[WHAT THE EXERCISE ASKS] All lines below containing the string "RateLimiter" are to be copied.

(Saved entries)
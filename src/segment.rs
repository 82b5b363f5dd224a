//! Segment Personas API client: the paginated profile listing plus the two
//! per-profile sub-resources (traits, external ids).
//!
//! Response bodies are deserialised into explicit schemas at this boundary;
//! a response missing a required field (e.g. the `data` array) becomes the
//! typed error for that call, not a silently empty page.

use std::sync::Arc;

use reqwest::Client;
use serde::Deserialize;

use crate::config::SegmentConfig;
use crate::contract::{ExternalId, ProfilePage, ProfileSource, Traits};
use crate::error::SyncError;
use crate::limiter::RateLimiter;

/// Wire shape of `GET {base}?limit=&next=`.
#[derive(Debug, Deserialize)]
pub(crate) struct ProfilesEnvelope {
    data: Vec<ProfileRef>,
    cursor: Option<CursorInfo>,
}

#[derive(Debug, Deserialize)]
struct ProfileRef {
    segment_id: String,
}

#[derive(Debug, Deserialize)]
struct CursorInfo {
    has_more: Option<bool>,
    next: Option<String>,
}

#[derive(Debug, Deserialize)]
struct TraitsEnvelope {
    traits: Option<Traits>,
}

#[derive(Debug, Deserialize)]
struct ExternalIdsEnvelope {
    data: Vec<ExternalId>,
}

impl From<ProfilesEnvelope> for ProfilePage {
    fn from(envelope: ProfilesEnvelope) -> Self {
        let cursor = envelope.cursor;
        ProfilePage {
            segment_ids: envelope.data.into_iter().map(|p| p.segment_id).collect(),
            has_more: cursor
                .as_ref()
                .and_then(|c| c.has_more)
                .unwrap_or(false),
            next_cursor: cursor.and_then(|c| c.next).filter(|next| !next.is_empty()),
        }
    }
}

/// HTTP client for the Segment Personas profiles API.
///
/// Auth is HTTP Basic with the access token as username and an empty
/// password; every request carries the `Accept-Encoding: zlib` hint the API
/// accepts. All outbound calls go through the shared [`RateLimiter`].
pub struct SegmentClient {
    http: Client,
    base_url: String,
    access_token: String,
    traits_limit: u32,
    limiter: Arc<RateLimiter>,
}

impl SegmentClient {
    pub fn new(config: &SegmentConfig, limiter: Arc<RateLimiter>) -> Self {
        let base_url = format!(
            "https://profiles.segment.com/v1/spaces/{}/collections/users/profiles",
            config.space_id
        );
        Self {
            http: Client::new(),
            base_url,
            access_token: config.access_token.clone(),
            traits_limit: config.traits_limit,
            limiter,
        }
    }

    fn get(&self, url: &str) -> reqwest::RequestBuilder {
        self.http
            .get(url)
            .basic_auth(&self.access_token, Some(""))
            .header("Accept-Encoding", "zlib")
    }
}

fn status_line(status: reqwest::StatusCode) -> String {
    format!(
        "{}: {}",
        status.as_u16(),
        status.canonical_reason().unwrap_or("unknown status")
    )
}

#[async_trait::async_trait]
impl ProfileSource for SegmentClient {
    async fn fetch_page(&self, limit: u32, cursor: &str) -> Result<ProfilePage, SyncError> {
        let url = format!("{}?limit={}&next={}", self.base_url, limit, cursor);
        let response = self
            .limiter
            .schedule(|| self.get(&url).send())
            .await
            .map_err(|e| SyncError::PageFetch {
                cursor: cursor.to_string(),
                reason: format!("request error: {e}"),
            })?;

        let status = response.status();
        if !status.is_success() {
            return Err(SyncError::PageFetch {
                cursor: cursor.to_string(),
                reason: status_line(status),
            });
        }

        let envelope: ProfilesEnvelope =
            response.json().await.map_err(|e| SyncError::PageFetch {
                cursor: cursor.to_string(),
                reason: format!("response body missing required data: {e}"),
            })?;
        Ok(ProfilePage::from(envelope))
    }

    async fn fetch_traits(&self, segment_id: &str) -> Result<Option<Traits>, SyncError> {
        let url = format!(
            "{}/segment_id:{}/traits?limit={}",
            self.base_url, segment_id, self.traits_limit
        );
        let response = self
            .limiter
            .schedule(|| self.get(&url).send())
            .await
            .map_err(|e| SyncError::TraitsFetch {
                segment_id: segment_id.to_string(),
                reason: format!("request error: {e}"),
            })?;

        let status = response.status();
        if !status.is_success() {
            return Err(SyncError::TraitsFetch {
                segment_id: segment_id.to_string(),
                reason: status_line(status),
            });
        }

        let envelope: TraitsEnvelope =
            response.json().await.map_err(|e| SyncError::TraitsFetch {
                segment_id: segment_id.to_string(),
                reason: format!("malformed response body: {e}"),
            })?;
        Ok(envelope.traits)
    }

    async fn fetch_external_ids(&self, segment_id: &str) -> Result<Vec<ExternalId>, SyncError> {
        let url = format!("{}/segment_id:{}/external_ids", self.base_url, segment_id);
        let response = self
            .limiter
            .schedule(|| self.get(&url).send())
            .await
            .map_err(|e| SyncError::IdResolution {
                segment_id: segment_id.to_string(),
                reason: format!("request error: {e}"),
            })?;

        let status = response.status();
        if !status.is_success() {
            return Err(SyncError::IdResolution {
                segment_id: segment_id.to_string(),
                reason: status_line(status),
            });
        }

        let envelope: ExternalIdsEnvelope =
            response.json().await.map_err(|e| SyncError::IdResolution {
                segment_id: segment_id.to_string(),
                reason: format!("malformed response body: {e}"),
            })?;
        Ok(envelope.data)
    }
}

[RESULT OF THE TASK]
use crate::limiter::RateLimiter;
/// accepts. All outbound calls go through the shared [`RateLimiter`].
    limiter: Arc<RateLimiter>,
    pub fn new(config: &SegmentConfig, limiter: Arc<RateLimiter>) -> Self {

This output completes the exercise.